Prima di capire se è davvero così, vediamo gli ingredienti della riforma. Sul lavoro temporaneo, la Spagna ha fatto una stretta in due mosse: 1) abolizione di una tipologia contrattuale molto usata e alquanto precaria (obra o servicio); 2) aumento del costo dei contratti a tempo determinato rispetto a quelli stabili. Sul lavoro permanente, invece, ha fatto tre mosse: 1) mantenimento delle riforme del 2010 e del 2012, con cui i governi Zapatero e Rajoy avevano reso più flessibili i contratti stabili; 2) allargamento delle possibilità d’utilizzo di un contratto che formalmente è classificato come tempo indeterminato ma è una sorta di lavoro intermittente (fijo discontinuo); 3) introduzione di un nuovo contratto anch’esso formalmente a tempo indeterminato ma con costi di licenziamento molto bassi (fijo de la construcción). A questi elementi di ingegneria contrattuale se ne aggiunge uno politico: il fatto che la riforma è stata “concertata” con sindacati e associazioni datoriali. In verità, il piano iniziale della ministra Yolanda Diaz puntava solo a far salire i costi di separazione del lavoro permanente, superando le riforme bipartisan del 2010-12. Ma per la pressione congiunta del resto del governo e delle parti sociali, la riforma ha preso un’altra piega.
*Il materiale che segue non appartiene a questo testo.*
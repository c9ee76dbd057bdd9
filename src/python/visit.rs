/*!
 * Read-only traversal over the syntax tree.
 *
 * Implementors override the `visit_*` hooks they care about and call the
 * matching `walk_*` function to continue into children.
 */

use super::ast::*;

pub trait Visitor<'ast> {
    fn visit_stmt(&mut self, stmt: &'ast Stmt) {
        walk_stmt(self, stmt);
    }

    fn visit_expr(&mut self, expr: &'ast Expr) {
        walk_expr(self, expr);
    }

    fn visit_pattern(&mut self, pattern: &'ast Pattern) {
        walk_pattern(self, pattern);
    }

    fn visit_parameters(&mut self, params: &'ast Parameters) {
        walk_parameters(self, params);
    }
}

pub fn walk_body<'a, V: Visitor<'a> + ?Sized>(visitor: &mut V, body: &'a [Stmt]) {
    for stmt in body {
        visitor.visit_stmt(stmt);
    }
}

pub fn walk_stmt<'a, V: Visitor<'a> + ?Sized>(visitor: &mut V, stmt: &'a Stmt) {
    match &stmt.kind {
        StmtKind::FunctionDef(def) => {
            for decorator in &def.decorators {
                visitor.visit_expr(decorator);
            }
            visitor.visit_parameters(&def.params);
            if let Some(returns) = &def.returns {
                visitor.visit_expr(returns);
            }
            walk_body(visitor, &def.body);
        }
        StmtKind::ClassDef(def) => {
            for decorator in &def.decorators {
                visitor.visit_expr(decorator);
            }
            for base in &def.bases {
                visitor.visit_expr(base);
            }
            for keyword in &def.keywords {
                visitor.visit_expr(&keyword.value);
            }
            walk_body(visitor, &def.body);
        }
        StmtKind::Return(value) => {
            if let Some(value) = value {
                visitor.visit_expr(value);
            }
        }
        StmtKind::Delete(targets) => {
            for target in targets {
                visitor.visit_expr(target);
            }
        }
        StmtKind::Assign { targets, value } => {
            visitor.visit_expr(value);
            for target in targets {
                visitor.visit_expr(target);
            }
        }
        StmtKind::AugAssign { target, value, .. } => {
            visitor.visit_expr(value);
            visitor.visit_expr(target);
        }
        StmtKind::AnnAssign { target, annotation, value } => {
            if let Some(value) = value {
                visitor.visit_expr(value);
            }
            visitor.visit_expr(annotation);
            visitor.visit_expr(target);
        }
        StmtKind::For { target, iter, body, orelse, .. } => {
            visitor.visit_expr(iter);
            visitor.visit_expr(target);
            walk_body(visitor, body);
            walk_body(visitor, orelse);
        }
        StmtKind::While { test, body, orelse } | StmtKind::If { test, body, orelse } => {
            visitor.visit_expr(test);
            walk_body(visitor, body);
            walk_body(visitor, orelse);
        }
        StmtKind::With { items, body, .. } => {
            for item in items {
                visitor.visit_expr(&item.context_expr);
                if let Some(vars) = &item.optional_vars {
                    visitor.visit_expr(vars);
                }
            }
            walk_body(visitor, body);
        }
        StmtKind::Match { subject, cases } => {
            visitor.visit_expr(subject);
            for case in cases {
                visitor.visit_pattern(&case.pattern);
                if let Some(guard) = &case.guard {
                    visitor.visit_expr(guard);
                }
                walk_body(visitor, &case.body);
            }
        }
        StmtKind::Raise { exc, cause } => {
            if let Some(exc) = exc {
                visitor.visit_expr(exc);
            }
            if let Some(cause) = cause {
                visitor.visit_expr(cause);
            }
        }
        StmtKind::Try { body, handlers, orelse, finalbody, .. } => {
            walk_body(visitor, body);
            for handler in handlers {
                if let Some(type_) = &handler.type_ {
                    visitor.visit_expr(type_);
                }
                walk_body(visitor, &handler.body);
            }
            walk_body(visitor, orelse);
            walk_body(visitor, finalbody);
        }
        StmtKind::Assert { test, msg } => {
            visitor.visit_expr(test);
            if let Some(msg) = msg {
                visitor.visit_expr(msg);
            }
        }
        StmtKind::Expr(expr) => visitor.visit_expr(expr),
        StmtKind::Import(_)
        | StmtKind::ImportFrom { .. }
        | StmtKind::Global(_)
        | StmtKind::Nonlocal(_)
        | StmtKind::Pass
        | StmtKind::Break
        | StmtKind::Continue => {}
    }
}

pub fn walk_parameters<'a, V: Visitor<'a> + ?Sized>(visitor: &mut V, params: &'a Parameters) {
    for param in &params.params {
        if let Some(annotation) = &param.annotation {
            visitor.visit_expr(annotation);
        }
        if let Some(default) = &param.default {
            visitor.visit_expr(default);
        }
    }
}

fn walk_comprehensions<'a, V: Visitor<'a> + ?Sized>(visitor: &mut V, generators: &'a [Comprehension]) {
    for generator in generators {
        visitor.visit_expr(&generator.iter);
        visitor.visit_expr(&generator.target);
        for cond in &generator.ifs {
            visitor.visit_expr(cond);
        }
    }
}

pub fn walk_expr<'a, V: Visitor<'a> + ?Sized>(visitor: &mut V, expr: &'a Expr) {
    match &expr.kind {
        ExprKind::BoolOp { values, .. } => {
            for value in values {
                visitor.visit_expr(value);
            }
        }
        ExprKind::NamedExpr { target, value } => {
            visitor.visit_expr(value);
            visitor.visit_expr(target);
        }
        ExprKind::BinOp { left, right, .. } => {
            visitor.visit_expr(left);
            visitor.visit_expr(right);
        }
        ExprKind::UnaryOp { operand, .. } => visitor.visit_expr(operand),
        ExprKind::Lambda { params, body } => {
            visitor.visit_parameters(params);
            visitor.visit_expr(body);
        }
        ExprKind::IfExp { test, body, orelse } => {
            visitor.visit_expr(test);
            visitor.visit_expr(body);
            visitor.visit_expr(orelse);
        }
        ExprKind::Dict { keys, values } => {
            for key in keys.iter().flatten() {
                visitor.visit_expr(key);
            }
            for value in values {
                visitor.visit_expr(value);
            }
        }
        ExprKind::Set(elts) | ExprKind::List { elts, .. } | ExprKind::Tuple { elts, .. } => {
            for elt in elts {
                visitor.visit_expr(elt);
            }
        }
        ExprKind::ListComp { elt, generators }
        | ExprKind::SetComp { elt, generators }
        | ExprKind::GeneratorExp { elt, generators } => {
            walk_comprehensions(visitor, generators);
            visitor.visit_expr(elt);
        }
        ExprKind::DictComp { key, value, generators } => {
            walk_comprehensions(visitor, generators);
            visitor.visit_expr(key);
            visitor.visit_expr(value);
        }
        ExprKind::Await(value) | ExprKind::YieldFrom(value) => visitor.visit_expr(value),
        ExprKind::Yield(value) => {
            if let Some(value) = value {
                visitor.visit_expr(value);
            }
        }
        ExprKind::Compare { left, comparators, .. } => {
            visitor.visit_expr(left);
            for comparator in comparators {
                visitor.visit_expr(comparator);
            }
        }
        ExprKind::Call { func, args, keywords } => {
            visitor.visit_expr(func);
            for arg in args {
                visitor.visit_expr(arg);
            }
            for keyword in keywords {
                visitor.visit_expr(&keyword.value);
            }
        }
        ExprKind::FormattedString { values, .. } => {
            for value in values {
                visitor.visit_expr(value);
            }
        }
        ExprKind::Attribute { value, .. } | ExprKind::Starred { value, .. } => visitor.visit_expr(value),
        ExprKind::Subscript { value, slice, .. } => {
            visitor.visit_expr(value);
            visitor.visit_expr(slice);
        }
        ExprKind::Slice { lower, upper, step } => {
            for part in [lower, upper, step].into_iter().flatten() {
                visitor.visit_expr(part);
            }
        }
        ExprKind::Constant(_) | ExprKind::Name { .. } => {}
    }
}

pub fn walk_pattern<'a, V: Visitor<'a> + ?Sized>(visitor: &mut V, pattern: &'a Pattern) {
    match &pattern.kind {
        PatternKind::Value(expr) => visitor.visit_expr(expr),
        PatternKind::Singleton(_) | PatternKind::Star(_) => {}
        PatternKind::Sequence(patterns) | PatternKind::Or(patterns) => {
            for p in patterns {
                visitor.visit_pattern(p);
            }
        }
        PatternKind::Mapping { keys, patterns, .. } => {
            for key in keys {
                visitor.visit_expr(key);
            }
            for p in patterns {
                visitor.visit_pattern(p);
            }
        }
        PatternKind::Class { cls, patterns, kwd_patterns, .. } => {
            visitor.visit_expr(cls);
            for p in patterns.iter().chain(kwd_patterns) {
                visitor.visit_pattern(p);
            }
        }
        PatternKind::As { pattern, .. } => {
            if let Some(p) = pattern {
                visitor.visit_pattern(p);
            }
        }
    }
}

/// Counts statements, expressions and patterns in a module
pub fn node_count(module: &Module) -> usize {
    struct Counter(usize);

    impl<'ast> Visitor<'ast> for Counter {
        fn visit_stmt(&mut self, stmt: &'ast Stmt) {
            self.0 += 1;
            walk_stmt(self, stmt);
        }

        fn visit_expr(&mut self, expr: &'ast Expr) {
            self.0 += 1;
            walk_expr(self, expr);
        }

        fn visit_pattern(&mut self, pattern: &'ast Pattern) {
            self.0 += 1;
            walk_pattern(self, pattern);
        }
    }

    let mut counter = Counter(1);
    walk_body(&mut counter, &module.body);
    counter.0
}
Torniamo, allora, alle affermazioni iniziali. Questa filosofia d’intervento è radicalmente diversa da quella del Jobs act? Quali sono stati gli effetti della riforma? Ha davvero sconfitto il precariato? La prima risposta è semplice: la filosofia è la stessa del Jobs act, per cui si rende più flessibile il tempo indeterminato mentre si restringe il lavoro temporaneo, abolendo alcuni contratti atipici come i co.co.pro. e aumentando i costi contributivi del tempo determinato. Si può discutere sull’efficacia degli strumenti (generali per i neoassunti nel caso italiano o limitati a certe fattispecie nel caso spagnolo) ma la filosofia è la stessa. Ed è diversa dalla cosiddetta “flessibilità al margine” che ha ispirato gran parte degli interventi degli ultimi decenni nei paesi Ocse, inclusa l’Italia con le riforme Treu e Biagi. Giusto per chiamare le cose col loro nome.

Arriviamo così alla seconda domanda: in Spagna questo approccio ha funzionato? Sì e no. Se si guarda alle statistiche aggregate, sì: i contratti a tempo indeterminato sono passati dal 62% al 71% del totale; i contratti a tempo determinato sono scesi dal 27% al 13%. Numeri enormi. Ma se si guarda a cosa c’è dietro, la realtà è più complessa: il lavoro intermittente (che è formalmente a tempo indeterminato ma di fatto precario) è quasi triplicato, passando dal 2,4% al 6,5%; dietro all’aumento dell’indeterminato c’è anche il contratto fijo de la construcción, che di nuovo da noi verrebbe visto come precario; e – cosa ancora più importante – il turnover nel lavoro permanente è aumentato, perché a fronte dei nuovi stock i flussi sono rimasti identici. Questo ci conferma che l’ingegneria contrattuale non fa miracoli e il mercato del lavoro spagnolo resta fragile e bisognoso di altri interventi. Formazione permanente, lotta al sommerso, welfare che copra sia i dipendenti sia gli autonomi, politiche di condivisione a favore del lavoro femminile, politiche industriali a sostegno della produttività: le misure che mancano non sono così diverse tra Spagna e Italia.

Insomma: prima di “fare come in Spagna”, come ripetono alcuni a mo’ di cantilena, sarebbe utile capire che cosa hanno fatto lì. Cominciando a copiarne il metodo, quello di una riforma discussa con le parti sociali, onde evitare sbandamenti e improvvisazioni.